Kurzarbeitergeld in der Coronakrise

ArbeitKatina Schubert

57. Sitzung des Abgeordnetenhauses von Berlin, 02. April 2020

Zu "Kurzarbeitergeld für Geringverdiener aufstocken" (Priorität der Fraktion der FDP)

Katina Schubert (LINKE):

Frau Präsidentin! Meine Damen und Herren! Was sich auf den ersten Blick sozial anhört, ist es in Wirklichkeit nicht und zeugt im Übrigen von wenig Kenntnis der sozialen Sicherungssysteme und der Systematik, mit der wir es hier zu tun haben.

Letztlich geht es der FDP mal wieder darum, Unternehmen zu entlasten, auch dann, wenn sie in den vergangenen Jahren gut gearbeitet und gute Gewinne gemacht haben, und die Kosten zu sozialisieren. Es sind nicht zwingend die großen Unternehmen, die das KuG aufstocken. Es sind vor allen Dingen die tarifgebundenen Unternehmen, und die schließen mit den Gewerkschaften einen entsprechenden Tarifvertrag zur Aufstockung des Kurzarbeitergelds, und das ist wichtig. Unser Problem ist die Vielzahl an Unternehmen, die nicht tarifgebunden sind, und diesen Prozess der Tarifflucht umzukehren, ist ein wichtiges Ziel. Die Tarifautonomie ist im Übrigen kein sozialistisches Teufelszeug, sondern eine der tragenden Säulen einer sozialen Marktwirtschaft, und deswegen müssen wir auch in der Krise dafür sorgen und dafür werben, dass Unternehmen tarifgebunden werden und wieder in die Tarifgemeinschaften einsteigen.

Dass viele betroffene Kurzarbeiterinnen und Kurzarbeiter davon nicht leben können, ist auch Folge der Niedriglohnstrategie gerade von Parteien wie der FDP. Das ist jetzt keine Parteipolitik, wenn ich das sage, sondern das ist einfach eine Tatsache.

Die Stärkung der Tarifbindung ist ein zentrales Ziel, und wenn Unternehmen dann eine Aufstockung des Kurzarbeitergeldes nicht zahlen können, dann ist es sinnvoll, Überbrückungshilfen des Bundes und/oder des Landes anzubieten. Zudem finden wir die Forderung der Gewerkschaften sinnvoll, die Höhe des Kurzarbeitergeldes möglicherweise auch krisenbefristet auf 90 Prozent anzuheben und das dann aber auch im SGB III so festzuschreiben. Das ist Sache des Bundes. Was aber nicht geht – was die Kolleginnen und Kollegen der FDP fordern –, ist, aus Landesmitteln Leistungen zu finanzieren, die eigentlich der Bund zahlen müsste. Bei allem Verständnis für unbürokratische Lösungen: Dieser Vorschlag ist weder unbürokratisch noch eine Lösung. Es gibt weder eine Rechtsgrundlage im SGB III, noch hat das Land eine Regelungskompetenz oder Weisungsbefugnis gegenüber der BA, die ja das Geld auszahlen soll.

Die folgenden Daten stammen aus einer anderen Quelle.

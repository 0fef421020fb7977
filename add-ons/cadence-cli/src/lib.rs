//! Cadence CLI: run announced timer sequences from the terminal, manage saved routines,
//! and name steps by voice.

pub mod config;
pub mod routines;
pub mod run_view;
pub mod step_spec;

pub use config::CadenceConfig;
pub use routines::{Routine, RoutineStore, SaveOutcome, StoreError, ROUTINES_KEY};
pub use run_view::{drive, Command, RunOutcome};
pub use step_spec::{parse_duration, parse_step, parse_steps};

Ja, wir finden es auch dramatisch, wenn Menschen jetzt zum Jobcenter müssen oder Wohngeld beantragen müssen. Sie können mir glauben, ich weiß aus meinem unmittelbaren Umfeld, was diese Krise bedeutet: Eine Kündigung, Reiseverkehrsbranche, von jetzt auf gleich, von einem sowieso geringen Verdienst auf 60 Prozent! Ein mal Kurzarbeitergeld, weil Erzieher ohne Notbetreuung! Gleichzeitig drei Krankenpfleger, bei denen brummt es, und einmal eine Beratungsstelle für sexualisierte Gewalt, da brummt es auch! Also es ist tatsächlich jetzt angezeigt, vernünftige Lösungen zu finden, aber keine Schnellschüsse, die nicht überlegt sind. Deswegen müssen wir darüber nachdenken – und auch das müssen wir mit dem Bund gemeinsam tun –, ob es eine Variante ist, zu sagen, wir brauchen zeitlich befristet so etwas wie ein Coronagrundeinkommen. Das kann ich mir vorstellen, auch wenn ich sonst eher zu den Skeptikerinnen des bedingungslosen Grundeinkommens innerhalb meiner Partei gehöre. Aber darüber lässt sich diskutieren, und das müssen wir mit dem Bund zusammen machen.

Wichtig ist – und das ist zentral, auch um den Menschen Sicherheit zu geben, die gerade von all diesen Ängsten und Schwierigkeiten betroffen sind –, dass wir Lösungen finden, damit niemand in Armut gedrängt wird, aber das muss Hand und Fuß haben, und es muss mit dem Bund und den Ländern gemeinsam gehen. Auf den Weg müssen wir uns machen. – Danke schön!